Posted by Bryce Whittington on October 9, 2020

Tough, but doable

This Mod 4 project, a Single Page Application built with HTML, CSS, and JavaScript that communicates with a Ruby on Rails backend API, has been a tough one for me (as has writing out that drawn out sentence.) To start, I still feel a lot like I’m at the beginning of the learning JavaScript hill. I’ve completed all the lessons, attended all the lectures, and now finished the project, yet I still feel like I know so little JS. That’s okay, I felt that way for a long time while learning Ruby (still do to an extent) and I know it’ll come with more and more practice.

Debugging

One (of the several) topics I spent a lot of time trying to figure out for this project was ironically: debugging. The keyword debugger acts similarly for JavaScript like binding.pry does for Ruby in that you can almost pause your code in time to see values and where things might be getting caught up.
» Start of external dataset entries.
async fn handle_candidates(cmd: CandidateCommand, api: Arc<dyn PortalApi>, json: bool) -> Result<()> {
    let mut board = CandidateBoard::new(api.clone());

    match cmd {
        CandidateCommand::List(args) => {
            board.refresh().await.map_err(|e| load_failed(e, "candidates"))?;
            board.query = args.to_query();
            let visible = board.visible();

            let open_jobs = if args.open_jobs {
                Some(api.list_requirements().await.map_err(|e| load_failed(e, "requirements"))?)
            } else {
                None
            };

            if json {
                return print_json(&visible);
            }
            print_candidates(&board, &visible, open_jobs.as_deref());
        }
        CandidateCommand::Add(args) => {
            board.start_create();
            args.apply_to(board.form_mut());
            report(board.submit().await)?;
        }
        CandidateCommand::Edit { id, fields } => {
            board.refresh().await.map_err(|e| load_failed(e, "candidates"))?;
            if !board.start_edit(id) {
                anyhow::bail!("Candidate {} not found", id);
            }
            fields.apply_to(board.form_mut());
            report(board.submit().await)?;
        }
        CandidateCommand::Delete { id, yes } => {
            board.refresh().await.map_err(|e| load_failed(e, "candidates"))?;
            let pending = board
                .request_delete(id)
                .cloned()
                .with_context(|| format!("Candidate {} not found", id))?;
            if !yes {
                print_pending(&pending, "candidates delete");
                return Ok(());
            }
            if let Some(notice) = board.confirm_delete().await {
                report(notice)?;
            }
        }
    }
    Ok(())
}

async fn handle_requirements(
    cmd: RequirementCommand,
    api: Arc<dyn PortalApi>,
    json: bool,
) -> Result<()> {
    let mut board = RequirementBoard::new(api);

    match cmd {
        RequirementCommand::List(args) => {
            board.refresh().await.map_err(|e| load_failed(e, "requirements"))?;
            board.query = args.to_query();
            let visible = board.visible();
            if json {
                return print_json(&visible);
            }
            print_requirements(&visible);
        }
        RequirementCommand::Add(args) => {
            board.start_create();
            args.apply_to(board.form_mut());
            report(board.submit().await)?;
        }
        RequirementCommand::Edit { id, fields } => {
            board.refresh().await.map_err(|e| load_failed(e, "requirements"))?;
            if !board.start_edit(id) {
                anyhow::bail!("Requirement {} not found", id);
            }
            fields.apply_to(board.form_mut());
            report(board.submit().await)?;
        }
        RequirementCommand::Delete { id, yes } => {
            board.refresh().await.map_err(|e| load_failed(e, "requirements"))?;
            let pending = board
                .request_delete(id)
                .cloned()
                .with_context(|| format!("Requirement {} not found", id))?;
            if !yes {
                print_pending(&pending, "requirements delete");
                return Ok(());
            }
            if let Some(notice) = board.confirm_delete().await {
                report(notice)?;
            }
        }
    }
    Ok(())
}

async fn handle_jobs(cmd: JobCommand, api: Arc<dyn PortalApi>, json: bool) -> Result<()> {
    let mut board = JobBoard::new(api);
    board.refresh().await.map_err(|e| load_failed(e, "jobs"))?;

    match cmd {
        JobCommand::New(args) => {
            board.tab = JobTab::New;
            board.query = args.to_query();
            list_jobs(&board, json)?;
        }
        JobCommand::Applied(args) => {
            board.tab = JobTab::Applied;
            board.query = args.to_query();
            list_jobs(&board, json)?;
        }
        JobCommand::Apply { id } => report(board.apply(id).await)?,
    }
    Ok(())
}

fn list_jobs(board: &JobBoard, json: bool) -> Result<()> {
    let visible = board.visible();
    if json {
        return print_json(&visible);
    }
    let (new, applied) = board.counts();
    println!("New jobs: {}  Applied: {}", new, applied);
    print_requirements(&visible);
    Ok(())
}

async fn handle_profile(
    cmd: ProfileCommand,
    api: Arc<dyn PortalApi>,
    credentials: Arc<dyn CredentialProvider>,
    json: bool,
) -> Result<()> {
    let mut view = ProfileView::new(api, credentials);
    view.refresh().await.map_err(|e| load_failed(e, "profile"))?;

    match cmd {
        ProfileCommand::Show => {
            let profile = view.profile().context("No profile loaded")?;
            if json {
                return print_json(profile);
            }
            print_profile(profile);
        }
        ProfileCommand::Update(args) => {
            view.start_edit();
            args.apply_to(view.form_mut());
            report(view.save().await)?;
        }
        ProfileCommand::Delete { yes } => {
            let pending = view
                .request_delete()
                .cloned()
                .context("No profile loaded")?;
            if !yes {
                print_pending(&pending, "profile delete");
                return Ok(());
            }
            if let Some(notice) = view.confirm_delete().await {
                report(notice)?;
            }
        }
    }
    Ok(())
}

/// A rejected token becomes the log-in-again message, anything else keeps
/// its cause under a short context line.
fn load_failed(e: PortalError, what: &str) -> anyhow::Error {
    if e.is_auth_failure() && !matches!(e, PortalError::MissingToken) {
        anyhow::anyhow!(SESSION_EXPIRED)
    } else {
        anyhow::Error::new(e).context(format!("Failed to load {}", what))
    }
}

/// Auth endpoints answer bad credentials with 401; show the server message.
fn auth_failed(e: PortalError) -> anyhow::Error {
    match e {
        PortalError::Validation(msg) => anyhow::anyhow!(msg),
        other => anyhow::anyhow!(other
            .server_message()
            .unwrap_or("An error occurred")
            .to_string()),
    }
}

/// Print a notice; error notices become the command's error.
fn report(notice: Notice) -> Result<()> {
    if notice.is_error() {
        anyhow::bail!(notice.message);
    }
    println!("{}", notice);
    Ok(())
}

fn print_pending(pending: &PendingDelete, command: &str) {
    let notice = Notice::info(format!(
        "About to delete {} (#{}). Re-run `job-portal {} --yes` to confirm.",
        pending.display_name, pending.id, command
    ));
    println!("{}", notice);
}

fn print_json<T: Serialize + ?Sized>(value: &T) -> Result<()> {
    let out = serde_json::to_string_pretty(value).context("Failed to serialize output")?;
    println!("{}", out);
    Ok(())
}

fn print_candidates(board: &CandidateBoard, candidates: &[Candidate], open_jobs: Option<&[Requirement]>) {
    if candidates.is_empty() {
        println!("No candidates found.");
        return;
    }

    let applied = board.application_map();
    println!(
        "{:<5} {:<22} {:<14} {:<5} {:<24} {:<12} {:<8} {:<12}",
        "ID", "Name", "City", "Exp", "Skills", "Status", "Applied", "Last applied"
    );
    println!("{}", "-".repeat(108));

    for candidate in candidates {
        let jobs = applied.get(&candidate.id).map(Vec::len).unwrap_or(0);
        let status = candidate
            .status
            .map(|s| s.as_str())
            .unwrap_or("-");
        let last = board
            .last_applied(candidate.id)
            .map(|d| d.format("%Y-%m-%d").to_string())
            .unwrap_or_else(|| "-".into());
        println!(
            "{:<5} {:<22} {:<14} {:<5} {:<24} {:<12} {:<8} {:<12}",
            candidate.id,
            truncate(&candidate.name, 22),
            truncate(&candidate.city, 14),
            candidate.experience_years(),
            truncate(&candidate.skill_list().join(", "), 24),
            status,
            jobs,
            last
        );
        if let Some(requirements) = open_jobs {
            let open = board.open_requirements_for(candidate.id, requirements);
            println!("      open requirements: {}", open.len());
        }
    }
}

fn print_requirements(requirements: &[Requirement]) {
    if requirements.is_empty() {
        println!("No jobs found.");
        return;
    }

    println!(
        "{:<5} {:<24} {:<18} {:<14} {:<10} {:<5} {:<20}",
        "ID", "Position", "Company", "Location", "Salary", "Exp", "Skills"
    );
    println!("{}", "-".repeat(100));

    for req in requirements {
        let salary = req
            .salary
            .as_ref()
            .map(|s| s.to_string())
            .unwrap_or_else(|| "-".into());
        println!(
            "{:<5} {:<24} {:<18} {:<14} {:<10} {:<5} {:<20}",
            req.id,
            truncate(&req.position, 24),
            truncate(&req.company, 18),
            truncate(&req.location, 14),
            salary,
            req.experience_years(),
            truncate(&req.skill_list().join(", "), 20)
        );
    }
}

fn print_profile(profile: &Candidate) {
    println!("{} (#{})", profile.name, profile.id);
    println!("   Email:   {}", profile.email);
    println!("   Contact: {}", profile.contact);
    println!("   City:    {}", profile.city);
    println!("   Skills:  {}", profile.skills);
    if let Some(role) = &profile.current_role {
        println!("   Role:    {}", role);
    }
    if let Some(availability) = profile.availability {
        println!("   {}", availability.label());
    }
}

fn truncate(value: &str, width: usize) -> String {
    if value.chars().count() <= width {
        value.to_string()
    } else {
        let cut: String = value.chars().take(width.saturating_sub(1)).collect();
        format!("{}…", cut)
    }
}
Knowing this (and the use of console.log() for backup), I’d say a lot of the time I spent stuck with this project was trying to get an understanding of what error messages in the Console were trying to tell me. Thankfully, JavaScript is an older language and enough people have gone before me to have covered a lot of the ideas that kept my project from working as planned. All part of the fun!

Slow and Steady

I remember at the end of my Rails project for Mod 3, I wrote in my blog that I was excited to learn JS (still am!) and that I wanted to learn more CSS since my first couple projects worked fine but didn’t have a lot to offer visually. I can honestly say I made good progress with CSS- slow, and still a ways to go, but good progress. Part of that is that classes are already required to do some of the DOM manipulation that was needed, so it forced me to spend more time than I would have normally, but the other part is still a genuine interest in wanting to make web pages look nice since so much work went into the rest of the design and structure.

Googling

I’ve heard from people in this field that so much of learning to code is learning to Google. That’s how this project was for me. I’m normally a 5-6 open Chrome tabs at a time kind of guy, but I counted 24 open tabs across 3 different browser windows at one point during this project. I had searched for everything from reverting to an old repository on GitHub, to error codes that were traced back to me trying to run a server from within the wrong directory- and that doesn’t even include any code questions!

Glimmer of Hope

As with all the projects, once I’m at the point where my project has met the requirements and it’s doing (most of) the things I hoped it would do, I feel 100 times better about my understanding of the topic than I did before the project. I’m still doing regular supplemental studying to try to absorb as much as possible, but things are trending in the right direction with React coming up shortly.